» **GIVEN ENTRIES**:
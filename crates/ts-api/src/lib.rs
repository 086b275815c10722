//! REST client for the timesheet service.
//!
//! Provides the two remote operations the timesheet needs:
//! - Employee directory retrieval (`GET /employees`)
//! - Batch entry submission (`POST /timeEntries`)

use std::fmt;
use std::time::Duration;

use serde::Serialize;
use thiserror::Error;
use ts_core::{Employee, SubmissionEntry};

/// Service used when no base URL is configured.
pub const DEFAULT_API_BASE: &str = "https://synctask-api.onrender.com";

const EMPLOYEES_PATH: &str = "/employees";
const TIME_ENTRIES_PATH: &str = "/timeEntries";

/// API client errors.
#[derive(Debug, Error)]
pub enum ApiError {
    /// The provided bearer token was invalid.
    #[error("invalid API token: {reason}")]
    InvalidToken { reason: &'static str },
    /// The base URL is unusable.
    #[error("invalid API base URL: {reason}")]
    InvalidBaseUrl { reason: &'static str },
    /// Failed to build HTTP client.
    #[error("failed to build HTTP client: {0}")]
    ClientBuild(#[source] reqwest::Error),
    /// HTTP request failed.
    #[error("request failed: {0}")]
    Request(#[from] reqwest::Error),
    /// The service answered with a non-success status.
    #[error("API returned status {status}: {body}")]
    Status { status: u16, body: String },
    /// Failed to parse response.
    #[error("invalid response: {0}")]
    InvalidResponse(String),
}

/// Timesheet API client.
///
/// # Thread Safety
///
/// The client is safe to clone and share across threads. Each clone shares
/// the underlying HTTP connection pool.
#[derive(Clone)]
pub struct Client {
    http: reqwest::Client,
    base_url: String,
    token: Option<String>,
}

impl fmt::Debug for Client {
    fn fmt(&self, f: &mut fmt::Formatter<'_>) -> fmt::Result {
        f.debug_struct("Client")
            .field("base_url", &self.base_url)
            .field("token", &self.token.as_ref().map(|_| "[REDACTED]"))
            .finish_non_exhaustive()
    }
}

impl Client {
    /// Creates a client for the service at `base_url`.
    ///
    /// Requests carry `Authorization: Bearer <token>` when a token is given.
    /// With no timeout, requests wait as long as the service takes.
    ///
    /// # Errors
    ///
    /// Returns an error if the base URL is blank, the token is empty or
    /// whitespace-only, or the HTTP client fails to build.
    pub fn new(
        base_url: &str,
        token: Option<&str>,
        timeout: Option<Duration>,
    ) -> Result<Self, ApiError> {
        let base_url = base_url.trim().trim_end_matches('/');
        if base_url.is_empty() {
            return Err(ApiError::InvalidBaseUrl {
                reason: "base URL cannot be empty",
            });
        }

        if let Some(token) = token {
            if token.is_empty() {
                return Err(ApiError::InvalidToken {
                    reason: "token cannot be empty",
                });
            }
            if token.trim().is_empty() {
                return Err(ApiError::InvalidToken {
                    reason: "token cannot be whitespace-only",
                });
            }
        }

        let mut builder = reqwest::Client::builder();
        if let Some(timeout) = timeout {
            builder = builder.timeout(timeout);
        }
        let http = builder.build().map_err(ApiError::ClientBuild)?;

        Ok(Self {
            http,
            base_url: base_url.to_string(),
            token: token.map(str::to_string),
        })
    }

    /// Base URL with any trailing slash removed.
    pub fn base_url(&self) -> &str {
        &self.base_url
    }

    fn url(&self, path: &str) -> String {
        format!("{}{path}", self.base_url)
    }

    fn authorize(&self, request: reqwest::RequestBuilder) -> reqwest::RequestBuilder {
        match &self.token {
            Some(token) => request.bearer_auth(token),
            None => request,
        }
    }

    /// Fetches the employee directory, in the order the service lists it.
    pub async fn fetch_employees(&self) -> Result<Vec<Employee>, ApiError> {
        let response = self
            .authorize(self.http.get(self.url(EMPLOYEES_PATH)))
            .send()
            .await?;

        let status = response.status();
        let body = response.text().await?;
        if !status.is_success() {
            return Err(ApiError::Status {
                status: status.as_u16(),
                body,
            });
        }

        serde_json::from_str(&body).map_err(|err| ApiError::InvalidResponse(err.to_string()))
    }

    /// Loads the directory, degrading to an empty list on any failure.
    ///
    /// The failure is logged, not returned: an empty directory simply yields
    /// an empty summary.
    pub async fn load_directory(&self) -> Vec<Employee> {
        match self.fetch_employees().await {
            Ok(employees) => {
                tracing::debug!(count = employees.len(), "loaded employee directory");
                employees
            }
            Err(err) => {
                tracing::warn!(error = %err, "failed to fetch employee directory");
                Vec::new()
            }
        }
    }

    /// Sends one batch of complete entries.
    pub async fn submit_entries(&self, entries: &[SubmissionEntry]) -> Result<(), ApiError> {
        let batch = SubmissionBatch { entries };
        let response = self
            .authorize(self.http.post(self.url(TIME_ENTRIES_PATH)))
            .json(&batch)
            .send()
            .await?;

        let status = response.status();
        if !status.is_success() {
            let body = response.text().await.unwrap_or_default();
            return Err(ApiError::Status {
                status: status.as_u16(),
                body,
            });
        }

        tracing::debug!(count = entries.len(), %status, "submitted entries");
        Ok(())
    }
}

#[derive(Debug, Serialize)]
struct SubmissionBatch<'a> {
    entries: &'a [SubmissionEntry],
}
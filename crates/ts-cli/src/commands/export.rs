//! Export command for writing the weekly summary as CSV.

use std::io::Write;
use std::path::{Path, PathBuf};

use anyhow::{Context, Result};
use clap::Args;
use ts_core::{Category, Quoting, SUMMARY_CSV_FILE_NAME, SummaryRow, render_csv};

#[derive(Debug, Default, Args)]
pub struct ExportArgs {
    /// Output file, or `-` for stdout. Defaults to `timesheet_summary.csv`.
    #[arg(short, long)]
    pub output: Option<PathBuf>,
    /// Write fields without CSV quoting, as the legacy export did.
    #[arg(long)]
    pub raw: bool,
}

pub fn run<W: Write>(
    writer: &mut W,
    summary: &[SummaryRow],
    args: &ExportArgs,
    default_quoting: Quoting,
) -> Result<()> {
    let quoting = if args.raw {
        Quoting::Raw
    } else {
        default_quoting
    };
    let csv = render_csv(&Category::ALL, summary, quoting).context("failed to render CSV")?;

    let path = args
        .output
        .clone()
        .unwrap_or_else(|| PathBuf::from(SUMMARY_CSV_FILE_NAME));
    if path == Path::new("-") {
        writeln!(writer, "{csv}")?;
        return Ok(());
    }

    std::fs::write(&path, &csv).with_context(|| format!("failed to write {}", path.display()))?;
    tracing::debug!(path = %path.display(), ?quoting, "exported summary");
    writeln!(
        writer,
        "Exported {} employee(s) to {}",
        summary.len(),
        path.display()
    )?;
    Ok(())
}
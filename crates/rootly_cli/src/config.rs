//! Client configuration assembled from command-line flags.

use rootly_client::ClientConfig;
use std::time::Duration;
use thiserror::Error;

/// Errors in user-supplied configuration.
#[derive(Error, Debug, PartialEq, Eq)]
pub enum ConfigError {
    /// No API key was supplied.
    #[error("an API key is required (--api-key or ROOTLY_API_KEY)")]
    MissingApiKey,

    /// The page size is out of range.
    #[error("page size must be between 1 and {max}, got {value}")]
    InvalidPageSize {
        /// Supplied value.
        value: u32,
        /// Largest accepted value.
        max: u32,
    },
}

/// Largest page size Rootly accepts.
pub const MAX_PAGE_SIZE: u32 = 1000;

/// Settings gathered from flags and environment.
#[derive(Debug, Clone)]
pub struct Settings {
    /// API key.
    pub api_key: Option<String>,
    /// API base URL.
    pub base_url: String,
    /// Items per page.
    pub page_size: u32,
    /// Request timeout in seconds.
    pub timeout_secs: u64,
}

impl Settings {
    /// Validates the settings and builds a client configuration.
    pub fn client_config(&self) -> Result<ClientConfig, ConfigError> {
        let api_key = self
            .api_key
            .as_deref()
            .map(str::trim)
            .filter(|key| !key.is_empty())
            .ok_or(ConfigError::MissingApiKey)?;

        if self.page_size == 0 || self.page_size > MAX_PAGE_SIZE {
            return Err(ConfigError::InvalidPageSize {
                value: self.page_size,
                max: MAX_PAGE_SIZE,
            });
        }

        Ok(ClientConfig::new(api_key)
            .with_base_url(&self.base_url)
            .with_page_size(self.page_size)
            .with_timeout(Duration::from_secs(self.timeout_secs)))
    }
}

#[cfg(test)]
mod tests {
    use super::*;

    fn settings(api_key: Option<&str>) -> Settings {
        Settings {
            api_key: api_key.map(str::to_string),
            base_url: "https://api.rootly.com".into(),
            page_size: 100,
            timeout_secs: 30,
        }
    }

    #[test]
    fn builds_client_config() {
        let config = settings(Some("rootly_abc")).client_config().unwrap();
        assert_eq!(config.base_url, "https://api.rootly.com");
        assert_eq!(config.page_size, 100);
        assert_eq!(config.timeout, Duration::from_secs(30));
    }

    #[test]
    fn api_key_is_required() {
        assert_eq!(
            settings(None).client_config().unwrap_err(),
            ConfigError::MissingApiKey
        );
        assert_eq!(
            settings(Some("   ")).client_config().unwrap_err(),
            ConfigError::MissingApiKey
        );
    }

    #[test]
    fn page_size_is_bounded() {
        let mut s = settings(Some("key"));
        s.page_size = 0;
        assert!(matches!(
            s.client_config(),
            Err(ConfigError::InvalidPageSize { value: 0, .. })
        ));
        s.page_size = MAX_PAGE_SIZE + 1;
        assert!(s.client_config().is_err());
    }
}
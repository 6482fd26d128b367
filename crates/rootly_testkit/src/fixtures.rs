//! Upstream entity builders and client helpers.

use crate::server::{FixtureServer, FIXTURE_API_KEY, FIXTURE_BASE_URL};
use rootly_client::{
    ClientConfig, LoopbackClient, RetryConfig, RootlyClient, Schedule, Secret, Team, User,
};
use std::time::Duration;

/// Builds a user.
pub fn user(id: &str, name: &str, email: &str) -> User {
    User {
        id: id.to_string(),
        name: name.to_string(),
        email: email.to_string(),
        created_at: "2025-04-07T08:00:54.675-07:00".to_string(),
        updated_at: "2025-04-10T16:25:18.032-07:00".to_string(),
        ..User::default()
    }
}

/// Builds a team with the given member and admin user ids.
pub fn team(id: &str, name: &str, member_ids: &[&str], admin_ids: &[&str]) -> Team {
    Team {
        id: id.to_string(),
        name: name.to_string(),
        member_ids: to_strings(member_ids),
        admin_ids: to_strings(admin_ids),
        ..Team::default()
    }
}

/// Builds a secret.
pub fn secret(id: &str, name: &str) -> Secret {
    Secret {
        id: id.to_string(),
        name: name.to_string(),
        created_at: "2025-04-07T08:00:54.675-07:00".to_string(),
        ..Secret::default()
    }
}

/// Builds a schedule with an optional owning user and owning teams.
pub fn schedule(
    id: &str,
    name: &str,
    owner_user_id: Option<&str>,
    owner_team_ids: &[&str],
) -> Schedule {
    Schedule {
        id: id.to_string(),
        name: name.to_string(),
        owner_user_id: owner_user_id.map(str::to_string),
        owner_team_ids: to_strings(owner_team_ids),
        ..Schedule::default()
    }
}

/// Returns a client configuration pointing at the fixture server.
///
/// Retries are fast and jitter-free so retry tests stay deterministic.
pub fn fixture_config() -> ClientConfig {
    ClientConfig::new(FIXTURE_API_KEY)
        .with_base_url(FIXTURE_BASE_URL)
        .with_retry(
            RetryConfig::new(3)
                .with_initial_delay(Duration::from_millis(1))
                .with_max_delay(Duration::from_millis(5))
                .without_jitter(),
        )
}

/// Creates a `RootlyClient` that talks to `server` in-process.
pub fn loopback_client(server: FixtureServer) -> RootlyClient<LoopbackClient<FixtureServer>> {
    loopback_client_with(fixture_config(), server)
}

/// Creates a loopback `RootlyClient` with a custom configuration.
pub fn loopback_client_with(
    config: ClientConfig,
    server: FixtureServer,
) -> RootlyClient<LoopbackClient<FixtureServer>> {
    RootlyClient::new(config, LoopbackClient::new(server)).expect("fixture base url is valid")
}

fn to_strings(values: &[&str]) -> Vec<String> {
    values.iter().map(|v| v.to_string()).collect()
}
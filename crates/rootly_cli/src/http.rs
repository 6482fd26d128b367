//! `reqwest` transport for the Rootly client.

use reqwest::header::{CONTENT_TYPE, RETRY_AFTER};
use rootly_client::{HttpClient, HttpRequest, HttpResponse};
use std::time::Duration;

/// Blocking HTTP transport backed by `reqwest`.
pub struct ReqwestClient {
    client: reqwest::blocking::Client,
}

impl ReqwestClient {
    /// Creates a transport with the given request timeout.
    pub fn new(timeout: Duration) -> Result<Self, reqwest::Error> {
        let client = reqwest::blocking::Client::builder()
            .connect_timeout(Duration::from_secs(15))
            .timeout(timeout)
            .user_agent(concat!("rootly-sync/", env!("CARGO_PKG_VERSION")))
            .build()?;
        Ok(Self { client })
    }
}

impl HttpClient for ReqwestClient {
    fn get(&self, request: &HttpRequest) -> Result<HttpResponse, String> {
        let mut builder = self.client.get(&request.url);
        for (name, value) in &request.headers {
            builder = builder.header(name.as_str(), value.as_str());
        }

        let response = builder.send().map_err(|e| e.to_string())?;
        let status = response.status().as_u16();
        let headers = response.headers();
        let content_type = headers
            .get(CONTENT_TYPE)
            .and_then(|v| v.to_str().ok())
            .map(str::to_string);
        let retry_after = headers
            .get(RETRY_AFTER)
            .and_then(|v| v.to_str().ok())
            .and_then(parse_retry_after);
        let body = response.bytes().map_err(|e| e.to_string())?.to_vec();

        Ok(HttpResponse {
            status,
            content_type,
            retry_after,
            body,
        })
    }
}

/// Parses a `Retry-After` header given in seconds.
fn parse_retry_after(value: &str) -> Option<Duration> {
    value.trim().parse::<u64>().ok().map(Duration::from_secs)
}

#[cfg(test)]
mod tests {
    use super::*;

    #[test]
    fn retry_after_seconds() {
        assert_eq!(parse_retry_after("3"), Some(Duration::from_secs(3)));
        assert_eq!(parse_retry_after(" 10 "), Some(Duration::from_secs(10)));
        assert_eq!(parse_retry_after("Wed, 21 Oct 2015 07:28:00 GMT"), None);
    }

    #[test]
    fn builds_client() {
        assert!(ReqwestClient::new(Duration::from_secs(5)).is_ok());
    }
}
//! Entitlements exposed by resources.

use crate::resource::{Resource, ResourceId, ResourceKind};
use serde::{Deserialize, Serialize};

/// Returns the stable identifier of an entitlement (`kind:id:slug`).
pub fn entitlement_id(resource: &ResourceId, slug: &str) -> String {
    format!("{}:{}", resource, slug)
}

/// A named permission surface on a resource.
#[derive(Debug, Clone, PartialEq, Eq, Serialize, Deserialize)]
pub struct Entitlement {
    /// Resource the entitlement belongs to.
    pub resource: ResourceId,
    /// Entitlement slug (e.g. `owner`).
    pub slug: String,
    /// Display name.
    pub display_name: String,
    /// Description.
    pub description: String,
    /// Resource kinds that can be granted this entitlement.
    pub grantable_to: Vec<ResourceKind>,
}

impl Entitlement {
    /// Creates an assignment entitlement on a resource.
    pub fn assignment(resource: &Resource, slug: impl Into<String>) -> Self {
        let slug = slug.into();
        Self {
            resource: resource.id.clone(),
            display_name: slug.clone(),
            slug,
            description: String::new(),
            grantable_to: Vec::new(),
        }
    }

    /// Sets the display name.
    pub fn with_display_name(mut self, name: impl Into<String>) -> Self {
        self.display_name = name.into();
        self
    }

    /// Sets the description.
    pub fn with_description(mut self, description: impl Into<String>) -> Self {
        self.description = description.into();
        self
    }

    /// Sets the grantable kinds.
    pub fn with_grantable_to(mut self, kinds: &[ResourceKind]) -> Self {
        self.grantable_to = kinds.to_vec();
        self
    }

    /// Returns the stable identifier.
    pub fn id(&self) -> String {
        entitlement_id(&self.resource, &self.slug)
    }
}

#[cfg(test)]
mod tests {
    use super::*;
    use crate::resource::ResourceTrait;

    #[test]
    fn entitlement_builder() {
        let schedule = Resource::new(ResourceId::schedule("S1"), "Primary", ResourceTrait::Group);
        let ent = Entitlement::assignment(&schedule, "owner")
            .with_display_name("Primary schedule owner")
            .with_grantable_to(&[ResourceKind::User, ResourceKind::Team]);

        assert_eq!(ent.id(), "schedule:S1:owner");
        assert_eq!(ent.display_name, "Primary schedule owner");
        assert_eq!(ent.grantable_to.len(), 2);
    }
}
//! # Rootly Model
//!
//! Access model types and pagination token codec for Rootly sync.
//!
//! This crate provides:
//! - `Resource`, `Entitlement` and `Grant`, the normalized access model
//! - The resource catalog (kinds, traits and entitlement slugs)
//! - `TraversalStack`, the resumable grant traversal state, and its
//!   token codec
//!
//! This is a pure model crate with no I/O operations.
//!
//! ## Key Invariants
//!
//! - An empty traversal stack encodes to the empty token
//! - Tokens produced by `encode` always decode back to the same stack
//! - A schedule appears on a traversal stack at most once

#![deny(unsafe_code)]
#![warn(missing_docs)]

pub mod catalog;
mod entitlement;
mod error;
mod grant;
mod resource;
mod traversal;

pub use catalog::{ResourceType, TraitKind};
pub use entitlement::{entitlement_id, Entitlement};
pub use error::{ModelError, ModelResult};
pub use grant::{Grant, GrantExpandable};
pub use resource::{
    Profile, Resource, ResourceId, ResourceKind, ResourceTrait, SecretTrait, UserStatus,
    UserTrait,
};
pub use traversal::{Frame, FrameKind, TraversalStack};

» **PROBLEM TO WORK ON**: Go through the listing above and find each line containing the string "cannot"; copy those lines.

» **RESPONSE AREA**:
                reason: "base URL cannot be empty",
                    reason: "token cannot be empty",
                    reason: "token cannot be whitespace-only",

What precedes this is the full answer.